菱紋
菱紋(ひしもん)は、日本の家紋の一種である。主に菱形を単数または複数組み合わせて用いる。唐花紋に分類される唐花菱紋も菱紋に加えることがあるが、ここでは区別して主に菱紋について記した。
概要
[編集]菱紋は、一年草の水草であるヒシ科のヒシの実またはヒシの葉を図案化したものといわれる一方で、単純な図形のために発生のプロセスについては明確ではないとされている[1]。菱文様は紀元前より見られ、日本では縄文時代前期の土器に描かれている[2]。家紋となった経緯については、菱形が連続した織文様から取り出されたものとされる[3]。
菱紋が現れたのは、1370年(南朝:建徳元年、北朝:応安3年)頃と見られている。

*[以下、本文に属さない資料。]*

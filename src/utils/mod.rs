pub mod build_info;

use std::sync::Once;

static TRACING_INIT: Once = Once::new();
const DEFAULT_FILTER: &str = "finbti=warn,finbti_core=warn";

/// Initializes the global tracing subscriber. `RUST_LOG` overrides the default
/// filter. Events go to stderr so they never mix with rendered command output.
pub fn init_tracing() {
    TRACING_INIT.call_once(|| {
        use tracing_subscriber::{fmt, EnvFilter};

        let filter =
            EnvFilter::try_from_default_env().unwrap_or_else(|_| EnvFilter::new(DEFAULT_FILTER));

        let _ = fmt()
            .with_env_filter(filter)
            .with_writer(std::io::stderr)
            .try_init();
    });
}
//! finbti-core
//!
//! Pure computations over finbti-domain: MBTI scoring, ledger grouping, goal
//! progress and input formatting. No CLI, no terminal I/O, no storage.

pub mod error;
pub mod format;
pub mod goal_service;
pub mod ledger_service;
pub mod mbti_service;
pub mod profile;
pub mod time;

pub use error::CoreError;
pub use format::*;
pub use goal_service::*;
pub use ledger_service::*;
pub use mbti_service::*;
pub use profile::*;
pub use time::*;

#[cfg(test)]
mod tests;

その1370年(南朝:建徳元年、北朝:応安3年)頃に成立されたとされる『太平記』に大内修理亮が直垂に「大菱」を入れたという記述がある。1392年(明徳3年)の『相国寺塔供養記』には武田信任の直垂に「違い菱」がつけられていたことが記されている[3]。
図案
[編集]菱紋は「菱紋」と「唐花菱紋」とに大別される。菱紋は、基本となる「菱持(ひしもち)」を組み合わせたり変形させる。「割り菱」が最も多く、3つの大小の菱形を重ねた「三階菱」「松皮菱・松葉菱」、「寄せ三つ菱」は3つの菱形を放射線状に寄せた図案である。「唐花菱紋」は詳しくは別項の「唐花紋」にあるが、花弁のような形状の4辺を寄せたものである。「唐菱」ともいう。唐花紋の菱形をしたものともされる。これらの大別の他に、ヒシを模した写実的な図案の「葉菱」「菱の実」もある。「葉菱」は柳沢氏、「菱の実」は米倉氏によって創作されたものである[3]。
他に、「大内菱」などの「幸菱(さいわいびし)」がある。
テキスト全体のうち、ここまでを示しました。